There wasn’t much of reality that I was open to embracing at that time, but there were two sparks emanating from the realm of beauty that were persistently penetrating my consciousness: an appreciation for literature, which was largely at that time focused on science fiction, and a new-found appreciation for artful music, specifically a budding encounter with the contemporary music of Yes. Mr. Garnett had his students keep journals of their thoughts, which he would periodically review for cogency and literary merit. He was always kind and encouraging in his comments on my journal, and later told me that he was impressed with my writing. I thought my scribblings had been heavily influenced by the literature I was encountering in my reading and listening – to the point of mimesis – but he shrugged that off, and told me that I wrote with a genuine writer’s voice, and strongly encouraged me to pursue writing more broadly. His words were kind and uplifting, providing me a rare glimpse of hope and the possibility of meaning to life, given in an environment where my own insolence put me constantly at odds with authority figures, especially the school administration.

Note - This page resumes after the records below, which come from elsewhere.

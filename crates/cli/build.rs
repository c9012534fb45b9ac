use std::{env, fs, path::PathBuf};

fn main() {
    println!("cargo:rerun-if-changed=build.rs");
    println!("cargo:rerun-if-env-changed=OUT_DIR");

    let out_dir = PathBuf::from(env::var("OUT_DIR").unwrap());
    let completions_dir = out_dir.join("completions");

    fs::create_dir_all(&completions_dir).unwrap();

    let mut cmd = clap::Command::new("ladle")
        .version(env!("CARGO_PKG_VERSION"))
        .author("Ladle Contributors")
        .about("Find elements in HTML pages by tag and attribute")
        .arg(clap::arg!([INPUT] "URL to fetch, local HTML file, or '-' for stdin"))
        .arg(
            clap::arg!(-q --find <QUERY> "Query step: tag, tag@key=value, or @key=value")
                .value_name("QUERY")
                .action(clap::ArgAction::Append),
        )
        .arg(clap::arg!(--strict "Compare attribute values as whole strings instead of class tokens"))
        .arg(clap::arg!(-a --all "Return every match of the last query step"))
        .arg(
            clap::arg!(-f --format <FORMAT> "Output format (text, full-text, html, attrs, json)")
                .value_name("FORMAT")
                .default_value("full-text")
                .value_parser(["text", "full-text", "html", "attrs", "json"]),
        )
        .arg(
            clap::arg!(-o --output <FILE> "Output file (default: stdout)")
                .value_name("FILE")
                .value_parser(clap::value_parser!(std::path::PathBuf)),
        )
        .arg(clap::arg!(--timeout <SECS> "HTTP timeout in seconds").default_value("30"))
        .arg(
            clap::arg!(--user_agent <UA> "Custom User-Agent for HTTP requests")
                .long("user-agent")
                .value_name("UA"),
        )
        .arg(
            clap::arg!(-H --header <HEADER> "Extra request header, NAME:VALUE")
                .value_name("NAME:VALUE")
                .action(clap::ArgAction::Append),
        )
        .arg(
            clap::arg!(--cookie <COOKIE> "Request cookie, NAME=VALUE")
                .value_name("NAME=VALUE")
                .action(clap::ArgAction::Append),
        )
        .arg(clap::arg!(--fail_fast "Abort on the first failed lookup").long("fail-fast"))
        .arg(clap::arg!(-v --verbose "Enable debug logging"))
        .arg(
            clap::arg!(--completions <SHELL> "Generate shell completion script")
                .value_name("SHELL")
                .value_parser(["bash", "elvish", "fish", "powershell", "zsh"]),
        );

    clap_complete::generate_to(clap_complete::shells::Bash, &mut cmd, "ladle", &completions_dir).unwrap();
    clap_complete::generate_to(clap_complete::shells::Zsh, &mut cmd, "ladle", &completions_dir).unwrap();
    clap_complete::generate_to(clap_complete::shells::Fish, &mut cmd, "ladle", &completions_dir).unwrap();
    clap_complete::generate_to(clap_complete::shells::PowerShell, &mut cmd, "ladle", &completions_dir).unwrap();

    println!(
        "cargo:warning=Shell completions generated in: {}",
        completions_dir.display()
    );
}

I entered the first of my two senior years under an academic repair plan constructed over the previous summer by myself, my parents, and the school principal, Mr. Rosen. It was a two-year plan designed to allow me to make up for the many credits I’d lost due to failing classes – mostly during sophomore year. About half the credits I would earn over the ensuing two years would come from completion of a work-study arrangement that allowed me to get high school course credit for going to work at 1:00 every day. I was excelling at work, unlike at school, and I was happy for the steady paycheck, especially under an arrangement that often left my evenings free. But beyond being deficient in credits, my academic status was also pretty severely deficient in what was called merits, which amounted to a currency measuring behavioral compliance. A student came into the school with 100 merits, and, in order to graduate, needed to either have retained all 100 merits, or have found a way to make up for any that were lost due to the issuance of demerits. I’d had my share of demerits.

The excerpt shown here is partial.